Today, the pavilion houses a permanent exhibition containing paintings, archive photographs, contemporary accounts and film footage detailing a "remarkable and often forgotten" story. Admission costs £10 for adults and £5.70 for children.

Or there's the impressive, period estate that is Bovey Castle (www.boveycastle.com) for those who'd rather stay closer to home. Perfectly positioned in Dartmoor National Park, it makes for an ideal, local escape for an indulgent get-away in historical surroundings.

News that all Downton Fans will be happy to hear is, from next year, Brit Movie Tours (www.britmovietours.com) will be offering a new Downton Abbey Experience, allowing fans to experience life above and below stairs. These small group tours will take in all of the main locations featured in the show and give visitors the chance to experience aspects of Edwardian life in a Downton style setting.

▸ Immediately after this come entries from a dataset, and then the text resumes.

// src/repositories/sqlite/subscriptions.rs

use async_trait::async_trait;
use chrono::{DateTime, Utc};
use sqlx::sqlite::{SqliteConnection, SqliteRow};
use sqlx::{QueryBuilder, Row, Sqlite};
use tracing::debug;

use mockhub_common::models::{
    Filter, MatchTerm, NewSubscription, Subscription, TopicKind, WebhookEvent, FILTER_COLUMNS,
};
use mockhub_common::traits::SubscriptionRepository;

use crate::db::{Database, TransactionMode};
use crate::utils::time::{from_epoch_millis, to_epoch_millis};
use crate::Error;

const SELECT_SUBSCRIPTIONS: &str = r#"
    SELECT s.id,
           s.callback_url,
           s.topic_kind,
           s.secret,
           s.expires_at,
           s.created_by_client_id,
           s.validated,
           s.queued_for_removal,
           s.created_at,
           f.from_id,
           f.to_id,
           f.user_id,
           f.extension_id,
           f.broadcaster_id,
           f.gifter_id,
           f.gifter_name
    FROM subscriptions s
    JOIN subscription_filters f ON f.subscription_id = s.id
"#;

/// Subscriptions and their filters in SQLite. Every write runs in an immediate transaction and
/// is retried from the top when another writer holds the lock.
#[derive(Clone)]
pub struct SqliteSubscriptionRepository {
    db: Database,
}

impl SqliteSubscriptionRepository {
    pub fn new(db: Database) -> Self {
        Self { db }
    }

    async fn fetch_where(&self, condition: &str) -> Result<Vec<Subscription>, Error> {
        let sql = format!("{} WHERE {} ORDER BY s.id", SELECT_SUBSCRIPTIONS, condition);
        let rows = sqlx::query(&sql).fetch_all(self.db.pool()).await?;
        rows.iter().map(row_to_subscription).collect()
    }

    /// Runs one single-row statement keyed by subscription id in its own transaction.
    async fn update_by_id(&self, sql: &'static str, id: i64) -> Result<u64, Error> {
        let db = &self.db;
        db.retry_on_contention(move || async move {
            let mut tx = db.begin(TransactionMode::Immediate).await?;
            let affected = sqlx::query(sql).bind(id).execute(tx.conn()).await?.rows_affected();
            tx.commit().await?;
            Ok(affected)
        })
            .await
    }
}

fn row_to_subscription(row: &SqliteRow) -> Result<Subscription, Error> {
    let kind = row.try_get::<String, _>("topic_kind")?.parse::<TopicKind>()?;

    let mut filter = Filter::new(kind);
    for dim in kind.filter_schema().dimensions {
        filter.set(dim.column, row.try_get::<Option<String>, _>(dim.column)?)?;
    }

    Ok(Subscription {
        id: row.try_get("id")?,
        callback_url: row.try_get("callback_url")?,
        secret: row.try_get("secret")?,
        expires_at: from_epoch_millis(row.try_get("expires_at")?),
        created_by_client_id: row.try_get("created_by_client_id")?,
        validated: row.try_get::<i64, _>("validated")? != 0,
        queued_for_removal: row.try_get::<i64, _>("queued_for_removal")? != 0,
        created_at: from_epoch_millis(row.try_get("created_at")?),
        filter,
    })
}

async fn insert_filter(conn: &mut SqliteConnection, subscription_id: i64, filter: &Filter) -> Result<(), Error> {
    let mut qb: QueryBuilder<Sqlite> = QueryBuilder::new("INSERT INTO subscription_filters (subscription_id");
    for column in FILTER_COLUMNS {
        qb.push(", ").push(column);
    }
    qb.push(") VALUES (");
    {
        let mut values = qb.separated(", ");
        values.push_bind(subscription_id);
        for column in FILTER_COLUMNS {
            values.push_bind(filter.value(column).map(str::to_string));
        }
    }
    qb.push(")");
    qb.build().execute(conn).await?;
    Ok(())
}

#[async_trait]
impl SubscriptionRepository for SqliteSubscriptionRepository {
    async fn create_subscription(&self, new: &NewSubscription) -> Result<Subscription, Error> {
        let db = &self.db;
        let created = db
            .retry_on_contention(move || async move {
                let created_at = to_epoch_millis(Utc::now());
                let mut tx = db.begin(TransactionMode::Immediate).await?;

                let id = sqlx::query(
                    r#"
                    INSERT INTO subscriptions (
                        callback_url, topic_kind, secret, expires_at,
                        created_by_client_id, validated, queued_for_removal, created_at
                    )
                    VALUES (?, ?, ?, ?, ?, 0, 0, ?)
                    "#,
                )
                    .bind(&new.callback_url)
                    .bind(new.filter.kind().as_str())
                    .bind(&new.secret)
                    .bind(to_epoch_millis(new.expires_at))
                    .bind(&new.created_by_client_id)
                    .bind(created_at)
                    .execute(tx.conn())
                    .await?
                    .last_insert_rowid();

                insert_filter(tx.conn(), id, &new.filter).await?;
                tx.commit().await?;

                Ok(Subscription {
                    id,
                    callback_url: new.callback_url.clone(),
                    secret: new.secret.clone(),
                    expires_at: from_epoch_millis(to_epoch_millis(new.expires_at)),
                    created_by_client_id: new.created_by_client_id.clone(),
                    validated: false,
                    queued_for_removal: false,
                    created_at: from_epoch_millis(created_at),
                    filter: new.filter.clone(),
                })
            })
            .await;

        created.map_err(|e| {
            if e.is_unique_violation() {
                Error::DuplicateCallback(new.callback_url.clone())
            } else {
                e
            }
        })
    }

    async fn get_subscription(&self, id: i64) -> Result<Option<Subscription>, Error> {
        let sql = format!("{} WHERE s.id = ?", SELECT_SUBSCRIPTIONS);
        let row = sqlx::query(&sql).bind(id).fetch_optional(self.db.pool()).await?;
        row.as_ref().map(row_to_subscription).transpose()
    }

    async fn get_by_callback(&self, callback_url: &str) -> Result<Option<Subscription>, Error> {
        let sql = format!("{} WHERE s.callback_url = ?", SELECT_SUBSCRIPTIONS);
        let row = sqlx::query(&sql)
            .bind(callback_url)
            .fetch_optional(self.db.pool())
            .await?;
        row.as_ref().map(row_to_subscription).transpose()
    }

    async fn queue_for_removal(&self, callback_url: &str) -> Result<bool, Error> {
        let db = &self.db;
        let affected = db
            .retry_on_contention(move || async move {
                let mut tx = db.begin(TransactionMode::Immediate).await?;
                let affected = sqlx::query(
                    "UPDATE subscriptions SET queued_for_removal = 1 WHERE callback_url = ?",
                )
                    .bind(callback_url)
                    .execute(tx.conn())
                    .await?
                    .rows_affected();
                tx.commit().await?;
                Ok(affected)
            })
            .await?;
        Ok(affected > 0)
    }

    async fn list_pending(&self) -> Result<Vec<Subscription>, Error> {
        self.fetch_where("s.validated = 0").await
    }

    async fn list_queued_for_removal(&self) -> Result<Vec<Subscription>, Error> {
        self.fetch_where("s.queued_for_removal = 1").await
    }

    async fn find_matching(&self, event: &WebhookEvent, now: DateTime<Utc>) -> Result<Vec<Subscription>, Error> {
        let kind = event.kind();
        let clauses = kind.filter_schema().match_clauses(event);
        if clauses.is_empty() {
            return Ok(Vec::new());
        }

        let mut qb: QueryBuilder<Sqlite> = QueryBuilder::new(SELECT_SUBSCRIPTIONS);
        qb.push(" WHERE s.topic_kind = ")
            .push_bind(kind.as_str())
            .push(" AND s.validated = 1 AND s.expires_at > ")
            .push_bind(to_epoch_millis(now))
            .push(" AND (");

        for (i, clause) in clauses.iter().enumerate() {
            if i > 0 {
                qb.push(" OR ");
            }
            qb.push("(");
            for (j, term) in clause.terms.iter().enumerate() {
                if j > 0 {
                    qb.push(" AND ");
                }
                match term {
                    MatchTerm::Equals { column, value } => {
                        qb.push("f.").push(*column).push(" = ").push_bind(value.clone());
                    }
                    MatchTerm::Wildcard { column } => {
                        qb.push("f.").push(*column).push(" IS NULL");
                    }
                }
            }
            qb.push(")");
        }
        qb.push(") ORDER BY s.id");

        let rows = qb.build().fetch_all(self.db.pool()).await?;
        debug!("{} event matched {} subscription(s) across {} clause(s)", kind, rows.len(), clauses.len());
        rows.iter().map(row_to_subscription).collect()
    }

    async fn mark_validated(&self, id: i64) -> Result<bool, Error> {
        let affected = self
            .update_by_id("UPDATE subscriptions SET validated = 1 WHERE id = ? AND validated = 0", id)
            .await?;
        Ok(affected > 0)
    }

    async fn revert_removal(&self, id: i64) -> Result<bool, Error> {
        let affected = self
            .update_by_id("UPDATE subscriptions SET queued_for_removal = 0 WHERE id = ?", id)
            .await?;
        Ok(affected > 0)
    }

    async fn delete_subscription(&self, id: i64) -> Result<bool, Error> {
        let db = &self.db;
        let affected = db
            .retry_on_contention(move || async move {
                let mut tx = db.begin(TransactionMode::Immediate).await?;
                sqlx::query("DELETE FROM subscription_filters WHERE subscription_id = ?")
                    .bind(id)
                    .execute(tx.conn())
                    .await?;
                let affected = sqlx::query("DELETE FROM subscriptions WHERE id = ?")
                    .bind(id)
                    .execute(tx.conn())
                    .await?
                    .rows_affected();
                tx.commit().await?;
                Ok(affected)
            })
            .await?;
        Ok(affected > 0)
    }

    async fn purge_expired(&self, now: DateTime<Utc>) -> Result<u64, Error> {
        let cutoff = to_epoch_millis(now);
        let db = &self.db;
        db.retry_on_contention(move || async move {
            let mut tx = db.begin(TransactionMode::Immediate).await?;
            sqlx::query(
                r#"
                DELETE FROM subscription_filters
                WHERE subscription_id IN (SELECT id FROM subscriptions WHERE expires_at <= ?)
                "#,
            )
                .bind(cutoff)
                .execute(tx.conn())
                .await?;
            let purged = sqlx::query("DELETE FROM subscriptions WHERE expires_at <= ?")
                .bind(cutoff)
                .execute(tx.conn())
                .await?
                .rows_affected();
            tx.commit().await?;
            Ok(purged)
        })
            .await
    }

    async fn count(&self) -> Result<i64, Error> {
        let count: i64 = sqlx::query_scalar("SELECT COUNT(*) FROM subscriptions")
            .fetch_one(self.db.pool())
            .await?;
        Ok(count)
    }

    async fn clear(&self) -> Result<(), Error> {
        let db = &self.db;
        db.retry_on_contention(move || async move {
            let mut tx = db.begin(TransactionMode::Immediate).await?;
            sqlx::query("DELETE FROM subscription_filters").execute(tx.conn()).await?;
            sqlx::query("DELETE FROM subscriptions").execute(tx.conn()).await?;
            tx.commit().await
        })
            .await
    }
}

Guests will get to hear anecdotes about the cast, filming and the production and also step back in time and live life as an Edwardian aristocrat. Tour costs £747 per person for a shared room and £897 per person for a single room.

So, if sitting on your sofa every Sunday to watch the weekly instalment of Downton Abbey simply isn't enough, there's a wealth of opportunity out there to fulfil your enthusiasm further and to forge your own path in the latest travel trend which has been dubbed "The Downton Effect".